As the law stands, the party seeking the transfer of license in his/her name has to file an application with NOCs from other rights-holders, and it is only after such an application is filed and processed, that the license can be ‘transferred’ in the name of the spouse who is (yes) the moiety (half) share holder (the co-shareholder), and the heirs (children or brothers and sisters and their children). Nothing happens automatically. 

A grieving widow and son or daughter are expected not to run the bar and restaurant, till the license is renewed. This actually translates into a cruel joke on the widow and/or the heirs. It would have in fact been ideal if the business could be transferred automatically or construed to be in the name of the spouse as well, because, yes, as per Goa’s family laws, the default system of a couple holding property is that the couple own all the assets together. But the ruling party which talks endlessly about Uniform Civil Code and Goa’s shining example has done nothing to make sure that this is so construed. In fact, the provisions in the Excise Act, should have included, provisions for police check of the spouse as well, at the time of application for license, and not provided that the license is ‘personal’. 

There should, in fact, have been a logical corollary provision that at least as far as businesses are concerned, the spouse should have been automatically and seamlessly entitled to run the bar and restaurant, without stoppage of its functioning. However, this happens only selectively when the bar and restaurant is owned or benami-owned/run by prestigious parties. 

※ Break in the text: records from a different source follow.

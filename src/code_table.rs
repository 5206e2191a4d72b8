use std::collections::{BTreeMap, HashMap};

use serde::de::DeserializeOwned;
use serde::{Deserialize, Deserializer, Serialize, Serializer};

use crate::bit_vec::BitVec;
use crate::error::{HuffmanError, Result};
use crate::hufftree::{HuffNode, HuffmanTree};
use crate::Symbol;

/// Bijective symbol <-> code word mapping forming a prefix code.
#[derive(Debug, Clone, PartialEq, Eq)]
pub struct CodeTable<S: Symbol = char> {
    codes: BTreeMap<S, BitVec>,
    inverse: HashMap<BitVec, S>,
    max_code_len: usize,
}

impl<S: Symbol> CodeTable<S> {
    /// Walks the tree appending 0 on every left branch and 1 on every right
    /// branch. A tree that is a single leaf gets the code "0".
    pub fn from_tree(tree: &HuffmanTree<S>) -> Self {
        let mut codes = BTreeMap::new();
        match &tree.root {
            HuffNode::Leaf { symbol, .. } => {
                let mut code = BitVec::new();
                code.push_bit(false);
                codes.insert(*symbol, code);
            }
            root => {
                let mut stack = vec![(root, BitVec::new())];
                while let Some((node, prefix)) = stack.pop() {
                    match node {
                        HuffNode::Leaf { symbol, .. } => {
                            codes.insert(*symbol, prefix);
                        }
                        HuffNode::Internal { left, right, .. } => {
                            let mut right_code = prefix.clone();
                            right_code.push_bit(true);
                            let mut left_code = prefix;
                            left_code.push_bit(false);
                            stack.push((&**right, right_code));
                            stack.push((&**left, left_code));
                        }
                    }
                }
            }
        }
        Self::from_map_unchecked(codes)
    }

    /// Builds a table from explicit code words, checking that they form a
    /// prefix code.
    pub fn from_codes<I>(codes: I) -> Result<Self>
    where
        I: IntoIterator<Item = (S, BitVec)>,
    {
        let mut map = BTreeMap::new();
        for (symbol, code) in codes {
            if code.is_empty() {
                return Err(HuffmanError::invalid_table(format!(
                    "empty code word for {symbol:?}"
                )));
            }
            if map.insert(symbol, code).is_some() {
                return Err(HuffmanError::invalid_table(format!(
                    "symbol {symbol:?} listed twice"
                )));
            }
        }
        if map.is_empty() {
            return Err(HuffmanError::EmptyAlphabet);
        }

        // In lexicographic order a code word that prefixes another also
        // prefixes its immediate successor.
        let mut sorted: Vec<(String, &S)> = map.iter().map(|(s, c)| (c.to_string(), s)).collect();
        sorted.sort();
        for pair in sorted.windows(2) {
            let (a, sa) = &pair[0];
            let (b, sb) = &pair[1];
            if b.starts_with(a.as_str()) {
                return Err(HuffmanError::invalid_table(format!(
                    "code {a} of {sa:?} is a prefix of code {b} of {sb:?}"
                )));
            }
        }

        Ok(Self::from_map_unchecked(map))
    }

    fn from_map_unchecked(codes: BTreeMap<S, BitVec>) -> Self {
        let inverse = codes.iter().map(|(s, c)| (c.clone(), *s)).collect();
        let max_code_len = codes.values().map(BitVec::len).max().unwrap_or(0);
        CodeTable {
            codes,
            inverse,
            max_code_len,
        }
    }

    pub fn code(&self, symbol: &S) -> Option<&BitVec> {
        self.codes.get(symbol)
    }

    pub fn symbol(&self, code: &BitVec) -> Option<S> {
        self.inverse.get(code).copied()
    }

    pub fn len(&self) -> usize {
        self.codes.len()
    }

    pub fn is_empty(&self) -> bool {
        self.codes.is_empty()
    }

    pub fn max_code_len(&self) -> usize {
        self.max_code_len
    }

    /// Entries in symbol order.
    pub fn iter(&self) -> impl Iterator<Item = (&S, &BitVec)> {
        self.codes.iter()
    }
}

impl<S: Symbol + Serialize> CodeTable<S> {
    pub fn to_json(&self) -> Result<Vec<u8>> {
        Ok(serde_json::to_vec(self)?)
    }
}

impl<S: Symbol + DeserializeOwned> CodeTable<S> {
    pub fn from_json(bytes: &[u8]) -> Result<Self> {
        Ok(serde_json::from_slice(bytes)?)
    }
}

impl<S: Symbol + Serialize> Serialize for CodeTable<S> {
    fn serialize<Ser: Serializer>(&self, serializer: Ser) -> std::result::Result<Ser::Ok, Ser::Error> {
        serializer.collect_map(self.codes.iter().map(|(s, c)| (s, c.to_string())))
    }
}

impl<'de, S: Symbol + Deserialize<'de>> Deserialize<'de> for CodeTable<S> {
    fn deserialize<D: Deserializer<'de>>(deserializer: D) -> std::result::Result<Self, D::Error> {
        let raw = BTreeMap::<S, String>::deserialize(deserializer)?;
        let mut codes = Vec::with_capacity(raw.len());
        for (symbol, bits) in raw {
            let code = bits.parse::<BitVec>().map_err(serde::de::Error::custom)?;
            codes.push((symbol, code));
        }
        CodeTable::from_codes(codes).map_err(serde::de::Error::custom)
    }
}
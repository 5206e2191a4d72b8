use text_huffman::{HuffmanCodec, HuffmanConfig};

fn main() -> Result<(), Box<dyn std::error::Error>> {
    let sample_text = "Hello, world! This is a sample text for Huffman compression. \
                      The quick brown fox jumps over the lazy dog. \
                      Huffman encoding is a greedy algorithm that builds optimal prefix codes.";

    let dir = std::env::temp_dir();
    let text_path = dir.join("sample.txt");
    let bin_path = dir.join("sample.bin");
    let out_path = dir.join("decompressed.txt");
    std::fs::write(&text_path, sample_text)?;

    println!("Created sample file: {} bytes", sample_text.len());

    let config = HuffmanConfig::default();
    let codec = HuffmanCodec::from_file(&text_path, config.clone())?;
    codec.encode_file(&text_path, &bin_path)?;

    let compressed_size = std::fs::metadata(&bin_path)?.len();
    let compression_ratio = compressed_size as f64 / sample_text.len() as f64;
    println!(
        "Compressed to: {} bytes ({:.1}% of original, {} distinct symbols)",
        compressed_size,
        compression_ratio * 100.0,
        codec.table().len()
    );

    HuffmanCodec::decode_file(&bin_path, &out_path, &config)?;
    let decompressed_text = std::fs::read_to_string(&out_path)?;

    if sample_text != decompressed_text {
        return Err("Decompression verification failed".into());
    }
    println!("Decompression successful! Data matches exactly.");

    for word in ["escalera", "sitio", "pie", "suelo"] {
        match codec.encode_text(word) {
            Ok(bits) => println!("{word}: {bits}"),
            Err(e) => println!("{word}: {e}"),
        }
    }

    std::fs::remove_file(&text_path)?;
    std::fs::remove_file(&bin_path)?;
    std::fs::remove_file(&out_path)?;

    Ok(())
}
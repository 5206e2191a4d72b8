use std::collections::HashMap;

use crate::error::{HuffmanError, Result};
use crate::Symbol;

/// Occurrence counts per symbol, kept in first-seen order.
///
/// The order matters: the tree builder numbers leaves in iteration order, so
/// two tables counted from the same sequence always produce the same tree.
#[derive(Debug, Clone, PartialEq, Eq)]
pub struct FrequencyTable<S: Symbol = char> {
    entries: Vec<(S, u64)>,
    index: HashMap<S, usize>,
    total: u64,
}

impl<S: Symbol> FrequencyTable<S> {
    /// Counts every symbol of `symbols`. Fails on an empty sequence.
    pub fn from_symbols<I>(symbols: I) -> Result<Self>
    where
        I: IntoIterator<Item = S>,
    {
        let mut table = FrequencyTable {
            entries: Vec::new(),
            index: HashMap::new(),
            total: 0,
        };
        for symbol in symbols {
            table.add(symbol, 1);
        }
        if table.entries.is_empty() {
            return Err(HuffmanError::EmptyAlphabet);
        }
        Ok(table)
    }

    fn add(&mut self, symbol: S, count: u64) {
        match self.index.get(&symbol) {
            Some(&i) => self.entries[i].1 += count,
            None => {
                self.index.insert(symbol, self.entries.len());
                self.entries.push((symbol, count));
            }
        }
        self.total += count;
    }

    /// Adds `other`'s counts into `self`. Symbols not yet seen are appended
    /// in `other`'s order.
    pub fn merge(&mut self, other: &FrequencyTable<S>) {
        for &(symbol, count) in &other.entries {
            self.add(symbol, count);
        }
    }

    pub fn count(&self, symbol: &S) -> u64 {
        self.index.get(symbol).map_or(0, |&i| self.entries[i].1)
    }

    /// Share of `symbol` among all counted symbols, 0.0 if never seen.
    pub fn probability(&self, symbol: &S) -> f64 {
        self.count(symbol) as f64 / self.total as f64
    }

    pub fn total(&self) -> u64 {
        self.total
    }

    /// Number of distinct symbols.
    pub fn len(&self) -> usize {
        self.entries.len()
    }

    pub fn is_empty(&self) -> bool {
        self.entries.is_empty()
    }

    pub fn iter(&self) -> impl Iterator<Item = (S, u64)> + '_ {
        self.entries.iter().copied()
    }

    pub fn weights(&self) -> &[(S, u64)] {
        &self.entries
    }
}

impl FrequencyTable<char> {
    pub fn from_text(text: &str) -> Result<Self> {
        Self::from_symbols(text.chars())
    }
}

#[cfg(test)]
mod tests {
    use super::*;

    #[test]
    fn counts_in_first_seen_order() {
        let table = FrequencyTable::from_text("abracadabra").unwrap();
        let weights: Vec<_> = table.iter().collect();
        assert_eq!(weights, vec![('a', 5), ('b', 2), ('r', 2), ('c', 1), ('d', 1)]);
        assert_eq!(table.total(), 11);
        assert_eq!(table.len(), 5);
        assert_eq!(table.count(&'z'), 0);
        assert!((table.probability(&'a') - 5.0 / 11.0).abs() < 1e-12);
    }

    #[test]
    fn empty_sequence_is_rejected() {
        let err = FrequencyTable::<u8>::from_symbols(Vec::new()).unwrap_err();
        assert!(matches!(err, HuffmanError::EmptyAlphabet));
    }

    #[test]
    fn merge_matches_single_pass_count() {
        let text = "the quick brown fox jumps over the lazy dog";
        let (head, tail) = text.split_at(17);
        let mut merged = FrequencyTable::from_text(head).unwrap();
        merged.merge(&FrequencyTable::from_text(tail).unwrap());

        let whole = FrequencyTable::from_text(text).unwrap();
        assert_eq!(merged.total(), whole.total());
        for (symbol, count) in whole.iter() {
            assert_eq!(merged.count(&symbol), count);
        }
        assert_eq!(merged, whole);
    }

    #[test]
    fn byte_symbols() {
        let table = FrequencyTable::from_symbols(b"\x00\xff\x00".iter().copied()).unwrap();
        assert_eq!(table.weights(), &[(0u8, 2), (255u8, 1)]);
    }
}
//! Response detail pane — right panel.

use chrono::Local;
use ratatui::{
  Frame,
  layout::Rect,
  style::{Color, Modifier, Style},
  text::{Line, Span},
  widgets::{Block, Borders, Paragraph, Wrap},
};
use rsvp_core::record::RsvpRecord;

/// Render `record` (the one under the list cursor) into `area`.
pub fn draw(f: &mut Frame, area: Rect, record: Option<&RsvpRecord>, focused: bool) {
  let border = if focused { Color::Gray } else { Color::DarkGray };
  let block = Block::default()
    .title(format!(" {} ", record.map_or("Detail", |r| r.name.as_str())))
    .borders(Borders::ALL)
    .border_style(Style::default().fg(border));

  let Some(r) = record else {
    f.render_widget(
      Paragraph::new("Nothing selected.")
        .style(Style::default().fg(Color::DarkGray))
        .block(block),
      area,
    );
    return;
  };

  let label = Style::default().fg(Color::DarkGray);
  let status = if r.is_attending() {
    Span::styled("Attending", Style::default().fg(Color::Green).add_modifier(Modifier::BOLD))
  } else if r.is_declining() {
    Span::styled("Declining", Style::default().fg(Color::Red).add_modifier(Modifier::BOLD))
  } else {
    Span::styled(format!("Unrecognised ({:?})", r.attending), Style::default().fg(Color::Yellow))
  };
  let guests = if r.guest_count() == 1 { "guest" } else { "guests" };

  let mut lines = vec![
    Line::from(vec![Span::styled("Status     ", label), status]),
    Line::from(vec![Span::styled("Email      ", label), Span::raw(r.email.clone())]),
    Line::from(vec![
      Span::styled("Party      ", label),
      Span::raw(format!("{} {guests}", r.guests)),
    ]),
    Line::from(vec![
      Span::styled("Submitted  ", label),
      Span::raw(
        r.submitted_at
          .with_timezone(&Local)
          .format("%Y-%m-%d %H:%M")
          .to_string(),
      ),
    ]),
  ];

  if !r.dietary.is_empty() {
    lines.push(Line::from(""));
    lines.push(Line::from(Span::styled("Dietary restrictions", label)));
    lines.push(Line::from(r.dietary.clone()));
  }
  if !r.message.is_empty() {
    lines.push(Line::from(""));
    lines.push(Line::from(Span::styled("Message", label)));
    lines.push(Line::from(Span::styled(
      format!("“{}”", r.message),
      Style::default().add_modifier(Modifier::ITALIC),
    )));
  }

  f.render_widget(
    Paragraph::new(lines).wrap(Wrap { trim: false }).block(block),
    area,
  );
}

This is not the first time, that Goa’s so-called Uniform Civil Code or the concept of Uniform Civil Code has been mobilised, by powers-that-be, not in the interests of the marginalised stake holders in the family, or in the interests of economically distraught families, but for selfish personal gains.

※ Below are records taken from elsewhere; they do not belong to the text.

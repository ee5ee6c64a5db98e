//! `rsvp` — terminal dashboard and submission tool for the RSVP server.
//!
//! # Usage
//!
//! ```
//! rsvp --url http://localhost:8080
//! rsvp --config ~/.config/rsvp/config.toml
//! rsvp submit --name "Ana Cruz" --email ana@x.com --guests 2 --attending yes
//! ```

mod app;
mod client;
mod ui;

use std::{io, time::Duration};

use anyhow::{Context, Result};
use app::App;
use clap::{Parser, Subcommand, ValueEnum};
use client::{ApiClient, ApiConfig};
use crossterm::{
  event::{self, Event},
  execute,
  terminal::{EnterAlternateScreen, LeaveAlternateScreen, disable_raw_mode, enable_raw_mode},
};
use ratatui::{Terminal, backend::CrosstermBackend};
use rsvp_core::record::{ATTENDING_NO, ATTENDING_YES, Submission};
use serde::Deserialize;

// ─── CLI args ─────────────────────────────────────────────────────────────────

#[derive(Parser, Debug)]
#[command(name = "rsvp", about = "Dashboard and submission tool for wedding RSVPs")]
struct Args {
  /// Path to a TOML config file (url).
  #[arg(short, long, value_name = "FILE")]
  config: Option<std::path::PathBuf>,

  /// Base URL of the RSVP server (default: http://localhost:8080).
  #[arg(long, env = "RSVP_URL")]
  url: Option<String>,

  #[command(subcommand)]
  command: Option<Command>,
}

#[derive(Subcommand, Debug)]
enum Command {
  /// Open the admin dashboard (the default).
  Dashboard,
  /// Submit one RSVP.
  Submit {
    #[arg(long)]
    name:      String,
    #[arg(long)]
    email:     String,
    /// Party size, 1 to 4.
    #[arg(long, default_value_t = 1, value_parser = clap::value_parser!(u8).range(1..=4))]
    guests:    u8,
    #[arg(long, value_enum)]
    attending: Answer,
    #[arg(long)]
    dietary:   Option<String>,
    #[arg(long)]
    message:   Option<String>,
  },
}

#[derive(Clone, Copy, Debug, ValueEnum)]
enum Answer {
  Yes,
  No,
}

impl Answer {
  fn as_str(self) -> &'static str {
    match self {
      Answer::Yes => ATTENDING_YES,
      Answer::No => ATTENDING_NO,
    }
  }
}

// ─── Config file ──────────────────────────────────────────────────────────────

/// Shape of the optional TOML config file.
#[derive(Deserialize, Default)]
struct ConfigFile {
  #[serde(default)]
  url: String,
}

// ─── Entry point ──────────────────────────────────────────────────────────────

#[tokio::main]
async fn main() -> Result<()> {
  let args = Args::parse();

  let file_cfg: ConfigFile = if let Some(path) = &args.config {
    let raw = std::fs::read_to_string(path)
      .with_context(|| format!("reading config file {}", path.display()))?;
    toml::from_str(&raw).context("parsing config file")?
  } else {
    ConfigFile::default()
  };

  // CLI flags override config file, which overrides defaults.
  let api_config = ApiConfig {
    base_url: args
      .url
      .or_else(|| (!file_cfg.url.is_empty()).then(|| file_cfg.url.clone()))
      .unwrap_or_else(|| "http://localhost:8080".to_string()),
  };
  let client = ApiClient::new(api_config)?;

  match args.command.unwrap_or(Command::Dashboard) {
    Command::Dashboard => run_dashboard(client).await,
    Command::Submit { name, email, guests, attending, dietary, message } => {
      let submission = Submission {
        name:      Some(name),
        email:     Some(email.clone()),
        guests:    Some(guests.to_string()),
        attending: Some(attending.as_str().to_owned()),
        dietary,
        message,
      };
      let ack = client.submit(&submission).await?;
      println!("{} ({email}, {})", ack.message, ack.submitted_at.to_rfc3339());
      Ok(())
    }
  }
}

async fn run_dashboard(client: ApiClient) -> Result<()> {
  let mut app = App::new(client);
  app.load().await;

  enable_raw_mode().context("enabling raw mode")?;
  let mut stdout = io::stdout();
  execute!(stdout, EnterAlternateScreen).context("entering alternate screen")?;
  let backend = CrosstermBackend::new(stdout);
  let mut terminal = Terminal::new(backend).context("creating terminal")?;

  let run_result = run_event_loop(&mut terminal, &mut app).await;

  // Restore terminal regardless of result.
  disable_raw_mode().ok();
  execute!(terminal.backend_mut(), LeaveAlternateScreen).ok();
  terminal.show_cursor().ok();

  run_result
}

// ─── Event loop ───────────────────────────────────────────────────────────────

async fn run_event_loop(
  terminal: &mut Terminal<CrosstermBackend<io::Stdout>>,
  app: &mut App,
) -> Result<()> {
  loop {
    terminal.draw(|f| ui::draw(f, app)).context("drawing frame")?;

    // Poll for an event, yielding control to tokio while waiting.
    let maybe_event = tokio::task::block_in_place(|| {
      if event::poll(Duration::from_millis(50))? {
        Ok::<_, io::Error>(Some(event::read()?))
      } else {
        Ok(None)
      }
    })?;

    if let Some(Event::Key(key)) = maybe_event
      && !app.handle_key(key).await?
    {
      break;
    }
  }

  Ok(())
}
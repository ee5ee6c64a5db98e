//! SQL schema for the RSVP SQLite store.
//!
//! Applied at connection startup when the database's `PRAGMA user_version`
//! is below [`SCHEMA_VERSION`].

/// Version stamped into `user_version` by [`SCHEMA`].
pub const SCHEMA_VERSION: i64 = 1;

/// Full schema DDL; idempotent thanks to `CREATE TABLE IF NOT EXISTS`.
pub const SCHEMA: &str = "
PRAGMA journal_mode = WAL;

-- Records are strictly append-only.
-- No UPDATE or DELETE is ever issued against this table.
CREATE TABLE IF NOT EXISTS rsvps (
    record_key   TEXT PRIMARY KEY,  -- '<namespace>:<email>:<token>'
    namespace    TEXT NOT NULL,     -- discriminator; 'rsvp' for every RSVP
    name         TEXT NOT NULL,
    email        TEXT NOT NULL,
    guests       TEXT NOT NULL,
    attending    TEXT NOT NULL,
    dietary      TEXT NOT NULL DEFAULT '',
    message      TEXT NOT NULL DEFAULT '',
    submitted_at TEXT NOT NULL      -- RFC 3339 UTC, microseconds; server-assigned
);

CREATE INDEX IF NOT EXISTS rsvps_namespace_idx ON rsvps(namespace);

PRAGMA user_version = 1;
";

In 2014,, the Government by a notification in an Extraordinary Gazette of the Government of Goa, appointed Civil Registrars-cum-Sub Registrars and Notary ex-officio as Marriage Officers for the purposes of Special Marriage Act, 1954, which the law makers post 1961 consciously did not extend to the State of Goa. 

The occasion was again marriage of the daughter of Harish Salve, amicus curiae in the mining petition in the Supreme Court and otherwise counsel to mining firms, and a Hindu, to a Muslim man. At the time, the BJP leaders were quoted as saying that this notification is about national integration since it was about a Special Marriage Act, which is applicable across communities. 

Can national integration be forged by imposing a law called Special Marriage Act on Goa, when it has Civil Registration Code applicable (and not optional) to all communities, for purposes of registration of marriage? 

It was again Aires Rodrigues who had sought revocation of the marriage certificate of Harish Salve’s daughter Saaniya and Arman Siddiqui, apart from challenging the notification appointing marriage officers under the Special Marriage Act, without the Special Marriage Act being extended to Goa. 

The Judges instead of taking on the issue at hand, went into a technical spree on whether or not Aires Rodrigues’ petition could be called a public interest litigation, leaving a issue that deserved the attention of the High Court of Mumbai at Goa, completely and conveniently unattended. In a scathing article in the Herald in April 2014, titled ‘Goa’s Uniform Civil Code under Threat’, P V S Sardesai, former Registrar and Head of Notary Services, Government of Goa, had questioned this absurd notification.

At another level, the basis for dismissing the plea for revocation of the marriage certificate, was that the marriage between the parties “is a private and personal affair between them and no third party can have any say in the same, especially any fall out or consequences of the marriage are entirely borne by the said two parties of the marriage or at the most their family” and “No public is in any way affected either by the marriage or consequences arising from that marriage”.  

But then, if this is so, why should the courts at all be asked to intervene in the matters of people’s marriages, where the parties to the particular marriage are not the petitioners before the courts?